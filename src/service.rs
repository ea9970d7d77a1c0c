//! Typed domain access over the generic document store.
//!
//! Each operation is a thin pass-through to the store plus a triggered
//! background push: saves and deletes return as soon as the local write
//! lands, and the mirror push runs detached so a sync failure can never
//! fail a user action. Documents that no longer decode into the current
//! model shape are skipped with a warning rather than failing the read —
//! the store is schema-on-write and typing lives only at this layer.

use serde::de::DeserializeOwned;
use serde::Serialize;

use crate::models::{
    AttendanceRecord, ChatMessage, Complaint, Expense, InventoryItem, Meeting, NoteTemplate,
    OnboardingRecord, PasswordRequest, PayslipEntry, Task, User,
};
use crate::store::{Collection, LocalStore, StoreError};
use crate::sync::MirrorClient;

/// Facade over the local store and the mirror client.
#[derive(Debug, Clone)]
pub struct DeskService {
    store: LocalStore,
    mirror: MirrorClient,
}

impl DeskService {
    pub fn new(store: LocalStore, mirror: MirrorClient) -> Self {
        Self { store, mirror }
    }

    pub fn store(&self) -> &LocalStore {
        &self.store
    }

    pub fn mirror(&self) -> &MirrorClient {
        &self.mirror
    }

    async fn get_typed<T: DeserializeOwned>(
        &self,
        collection: Collection,
    ) -> Result<Vec<T>, StoreError> {
        let docs = self.store.get_all(collection).await?;
        let mut items = Vec::with_capacity(docs.len());
        for doc in docs {
            match serde_json::from_value(doc) {
                Ok(item) => items.push(item),
                Err(e) => {
                    tracing::warn!(collection = %collection, "skipping undecodable document: {}", e)
                }
            }
        }
        Ok(items)
    }

    async fn save_typed<T: Serialize>(
        &self,
        collection: Collection,
        item: &T,
    ) -> Result<(), StoreError> {
        let doc = serde_json::to_value(item)?;
        self.store.put(collection, &doc).await?;
        self.mirror.spawn_push();
        Ok(())
    }

    async fn save_batch<T: Serialize>(
        &self,
        collection: Collection,
        items: &[T],
    ) -> Result<(), StoreError> {
        let docs = items
            .iter()
            .map(serde_json::to_value)
            .collect::<Result<Vec<_>, _>>()?;
        self.store.put_bulk(collection, &docs).await?;
        self.mirror.spawn_push();
        Ok(())
    }

    async fn delete_from(&self, collection: Collection, id: &str) -> Result<(), StoreError> {
        self.store.delete(collection, id).await?;
        self.mirror.spawn_push();
        Ok(())
    }

    /// Reads the collection, mutates the document matching `id`, and puts
    /// it back. Returns whether a match was found.
    async fn update_where<T, F>(
        &self,
        collection: Collection,
        id: &str,
        mutate: F,
    ) -> Result<bool, StoreError>
    where
        T: DeserializeOwned + Serialize + HasId,
        F: FnOnce(&mut T),
    {
        let items: Vec<T> = self.get_typed(collection).await?;
        let Some(mut item) = items.into_iter().find(|item| item.id() == id) else {
            return Ok(false);
        };

        mutate(&mut item);
        self.save_typed(collection, &item).await?;
        Ok(true)
    }

    // Tasks

    pub async fn get_tasks(&self) -> Result<Vec<Task>, StoreError> {
        self.get_typed(Collection::Tasks).await
    }

    pub async fn save_task(&self, task: &Task) -> Result<(), StoreError> {
        self.save_typed(Collection::Tasks, task).await
    }

    pub async fn delete_task(&self, id: &str) -> Result<(), StoreError> {
        self.delete_from(Collection::Tasks, id).await
    }

    // Users

    /// Returns all users, seeding the two default accounts into an empty
    /// collection first. This bootstrap is the one place the facade
    /// manufactures data instead of passing through.
    pub async fn get_users(&self) -> Result<Vec<User>, StoreError> {
        let users: Vec<User> = self.get_typed(Collection::Users).await?;
        if !users.is_empty() {
            return Ok(users);
        }

        let seeded = vec![User::seed_root(), User::seed_operator()];
        let docs = seeded
            .iter()
            .map(serde_json::to_value)
            .collect::<Result<Vec<_>, _>>()?;
        self.store.put_bulk(Collection::Users, &docs).await?;

        tracing::info!("seeded default root and operator accounts");
        Ok(seeded)
    }

    pub async fn save_user(&self, user: &User) -> Result<(), StoreError> {
        self.save_typed(Collection::Users, user).await
    }

    pub async fn delete_user(&self, id: &str) -> Result<(), StoreError> {
        self.delete_from(Collection::Users, id).await
    }

    // Expenses

    pub async fn get_expenses(&self) -> Result<Vec<Expense>, StoreError> {
        self.get_typed(Collection::Expenses).await
    }

    pub async fn save_expense(&self, expense: &Expense) -> Result<(), StoreError> {
        self.save_typed(Collection::Expenses, expense).await
    }

    pub async fn delete_expense(&self, id: &str) -> Result<(), StoreError> {
        self.delete_from(Collection::Expenses, id).await
    }

    // Payroll

    pub async fn get_payslips(&self) -> Result<Vec<PayslipEntry>, StoreError> {
        self.get_typed(Collection::Payroll).await
    }

    pub async fn save_payslip(&self, entry: &PayslipEntry) -> Result<(), StoreError> {
        self.save_typed(Collection::Payroll, entry).await
    }

    /// Stores a whole payroll batch atomically.
    pub async fn save_payroll_batch(&self, entries: &[PayslipEntry]) -> Result<(), StoreError> {
        self.save_batch(Collection::Payroll, entries).await
    }

    /// Marks one payslip paid. Returns false when the id is unknown.
    pub async fn mark_payslip_paid(&self, id: &str) -> Result<bool, StoreError> {
        self.update_where::<PayslipEntry, _>(Collection::Payroll, id, |entry| entry.mark_paid())
            .await
    }

    pub async fn delete_payslip(&self, id: &str) -> Result<(), StoreError> {
        self.delete_from(Collection::Payroll, id).await
    }

    // Inventory

    pub async fn get_inventory(&self) -> Result<Vec<InventoryItem>, StoreError> {
        self.get_typed(Collection::Inventory).await
    }

    pub async fn save_inventory_item(&self, item: &InventoryItem) -> Result<(), StoreError> {
        self.save_typed(Collection::Inventory, item).await
    }

    /// Stores an inventory count as one atomic batch.
    pub async fn save_inventory_batch(&self, items: &[InventoryItem]) -> Result<(), StoreError> {
        self.save_batch(Collection::Inventory, items).await
    }

    pub async fn delete_inventory_item(&self, id: &str) -> Result<(), StoreError> {
        self.delete_from(Collection::Inventory, id).await
    }

    // Onboarding

    pub async fn get_onboarding(&self) -> Result<Vec<OnboardingRecord>, StoreError> {
        self.get_typed(Collection::Onboarding).await
    }

    pub async fn save_onboarding(&self, record: &OnboardingRecord) -> Result<(), StoreError> {
        self.save_typed(Collection::Onboarding, record).await
    }

    pub async fn delete_onboarding(&self, id: &str) -> Result<(), StoreError> {
        self.delete_from(Collection::Onboarding, id).await
    }

    // Attendance

    pub async fn get_attendance(&self) -> Result<Vec<AttendanceRecord>, StoreError> {
        self.get_typed(Collection::Attendance).await
    }

    pub async fn save_attendance(&self, record: &AttendanceRecord) -> Result<(), StoreError> {
        self.save_typed(Collection::Attendance, record).await
    }

    pub async fn delete_attendance(&self, id: &str) -> Result<(), StoreError> {
        self.delete_from(Collection::Attendance, id).await
    }

    // Complaints

    pub async fn get_complaints(&self) -> Result<Vec<Complaint>, StoreError> {
        self.get_typed(Collection::Complaints).await
    }

    pub async fn save_complaint(&self, complaint: &Complaint) -> Result<(), StoreError> {
        self.save_typed(Collection::Complaints, complaint).await
    }

    /// Marks one complaint resolved. Returns false when the id is unknown.
    pub async fn resolve_complaint(&self, id: &str) -> Result<bool, StoreError> {
        self.update_where::<Complaint, _>(Collection::Complaints, id, |complaint| {
            complaint.resolve()
        })
        .await
    }

    pub async fn delete_complaint(&self, id: &str) -> Result<(), StoreError> {
        self.delete_from(Collection::Complaints, id).await
    }

    // Meetings

    pub async fn get_meetings(&self) -> Result<Vec<Meeting>, StoreError> {
        self.get_typed(Collection::Meetings).await
    }

    pub async fn save_meeting(&self, meeting: &Meeting) -> Result<(), StoreError> {
        self.save_typed(Collection::Meetings, meeting).await
    }

    pub async fn delete_meeting(&self, id: &str) -> Result<(), StoreError> {
        self.delete_from(Collection::Meetings, id).await
    }

    // Chats

    pub async fn get_chat_messages(&self) -> Result<Vec<ChatMessage>, StoreError> {
        self.get_typed(Collection::Chats).await
    }

    pub async fn save_chat_message(&self, message: &ChatMessage) -> Result<(), StoreError> {
        self.save_typed(Collection::Chats, message).await
    }

    pub async fn delete_chat_message(&self, id: &str) -> Result<(), StoreError> {
        self.delete_from(Collection::Chats, id).await
    }

    // Password requests

    pub async fn get_password_requests(&self) -> Result<Vec<PasswordRequest>, StoreError> {
        self.get_typed(Collection::PasswordRequests).await
    }

    pub async fn save_password_request(&self, request: &PasswordRequest) -> Result<(), StoreError> {
        self.save_typed(Collection::PasswordRequests, request).await
    }

    /// Marks one password request processed. Returns false when the id is
    /// unknown.
    pub async fn process_password_request(&self, id: &str) -> Result<bool, StoreError> {
        self.update_where::<PasswordRequest, _>(Collection::PasswordRequests, id, |request| {
            request.processed = true;
        })
        .await
    }

    pub async fn delete_password_request(&self, id: &str) -> Result<(), StoreError> {
        self.delete_from(Collection::PasswordRequests, id).await
    }

    // Templates

    pub async fn get_templates(&self) -> Result<Vec<NoteTemplate>, StoreError> {
        self.get_typed(Collection::Templates).await
    }

    pub async fn save_template(&self, template: &NoteTemplate) -> Result<(), StoreError> {
        self.save_typed(Collection::Templates, template).await
    }

    pub async fn delete_template(&self, id: &str) -> Result<(), StoreError> {
        self.delete_from(Collection::Templates, id).await
    }
}

/// Entities addressable by the transition helpers.
trait HasId {
    fn id(&self) -> &str;
}

impl HasId for PayslipEntry {
    fn id(&self) -> &str {
        &self.id
    }
}

impl HasId for Complaint {
    fn id(&self) -> &str {
        &self.id
    }
}

impl HasId for PasswordRequest {
    fn id(&self) -> &str {
        &self.id
    }
}
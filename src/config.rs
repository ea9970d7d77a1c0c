use serde::{Deserialize, Serialize};
use std::path::PathBuf;

/// Application configuration
#[derive(Debug, Clone, Serialize, Deserialize)]
#[serde(default)]
pub struct Config {
    /// Path to the SQLite document store
    pub database_path: PathBuf,
    /// Path to the persisted sync state file
    pub sync_state_path: PathBuf,
    /// Remote mirror endpoint
    pub mirror_url: String,
}

impl Default for Config {
    fn default() -> Self {
        let home = std::env::var("HOME").unwrap_or_else(|_| ".".to_string());
        let data_dir = PathBuf::from(&home).join(".opsdesk");
        Self {
            database_path: data_dir.join("opsdesk.db"),
            sync_state_path: data_dir.join("sync.json"),
            mirror_url: "http://localhost:8787/api/sync".to_string(),
        }
    }
}

impl Config {
    /// Load configuration with priority: env vars > config file > defaults
    pub fn load(config_path: Option<PathBuf>) -> Result<Self, ConfigError> {
        let mut config = Self::default();

        let path = config_path.unwrap_or_else(Self::default_config_path);
        if path.exists() {
            let contents = std::fs::read_to_string(&path)
                .map_err(|e| ConfigError::ReadError(path.clone(), e))?;
            config = serde_yaml::from_str(&contents)
                .map_err(|e| ConfigError::ParseError(path.clone(), e))?;
        }

        if let Ok(db_path) = std::env::var("OPSDESK_DATABASE_PATH") {
            config.database_path = PathBuf::from(db_path);
        }
        if let Ok(state_path) = std::env::var("OPSDESK_SYNC_STATE_PATH") {
            config.sync_state_path = PathBuf::from(state_path);
        }
        if let Ok(mirror_url) = std::env::var("OPSDESK_MIRROR_URL") {
            config.mirror_url = mirror_url;
        }

        Ok(config)
    }

    /// Default config file path: ~/.config/opsdesk/config.yaml
    pub fn default_config_path() -> PathBuf {
        let home = std::env::var("HOME").unwrap_or_else(|_| ".".to_string());
        PathBuf::from(home)
            .join(".config")
            .join("opsdesk")
            .join("config.yaml")
    }
}

#[derive(Debug)]
pub enum ConfigError {
    ReadError(PathBuf, std::io::Error),
    ParseError(PathBuf, serde_yaml::Error),
}

impl std::fmt::Display for ConfigError {
    fn fmt(&self, f: &mut std::fmt::Formatter<'_>) -> std::fmt::Result {
        match self {
            ConfigError::ReadError(path, e) => {
                write!(f, "Failed to read config file '{}': {}", path.display(), e)
            }
            ConfigError::ParseError(path, e) => {
                write!(f, "Failed to parse config file '{}': {}", path.display(), e)
            }
        }
    }
}

impl std::error::Error for ConfigError {}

→ To do
From the records above, transcribe exactly the run of lines that opens with the line holding "pub async fn save_inventory_item(&self, item: &InventoryItem)" and closes with the line holding "pub async fn save_complaint(&self, complaint: &Complaint)", both included.

→ Finished task
    pub async fn save_inventory_item(&self, item: &InventoryItem) -> Result<(), StoreError> {
        self.save_typed(Collection::Inventory, item).await
    }

    /// Stores an inventory count as one atomic batch.
    pub async fn save_inventory_batch(&self, items: &[InventoryItem]) -> Result<(), StoreError> {
        self.save_batch(Collection::Inventory, items).await
    }

    pub async fn delete_inventory_item(&self, id: &str) -> Result<(), StoreError> {
        self.delete_from(Collection::Inventory, id).await
    }

    // Onboarding

    pub async fn get_onboarding(&self) -> Result<Vec<OnboardingRecord>, StoreError> {
        self.get_typed(Collection::Onboarding).await
    }

    pub async fn save_onboarding(&self, record: &OnboardingRecord) -> Result<(), StoreError> {
        self.save_typed(Collection::Onboarding, record).await
    }

    pub async fn delete_onboarding(&self, id: &str) -> Result<(), StoreError> {
        self.delete_from(Collection::Onboarding, id).await
    }

    // Attendance

    pub async fn get_attendance(&self) -> Result<Vec<AttendanceRecord>, StoreError> {
        self.get_typed(Collection::Attendance).await
    }

    pub async fn save_attendance(&self, record: &AttendanceRecord) -> Result<(), StoreError> {
        self.save_typed(Collection::Attendance, record).await
    }

    pub async fn delete_attendance(&self, id: &str) -> Result<(), StoreError> {
        self.delete_from(Collection::Attendance, id).await
    }

    // Complaints

    pub async fn get_complaints(&self) -> Result<Vec<Complaint>, StoreError> {
        self.get_typed(Collection::Complaints).await
    }

    pub async fn save_complaint(&self, complaint: &Complaint) -> Result<(), StoreError> {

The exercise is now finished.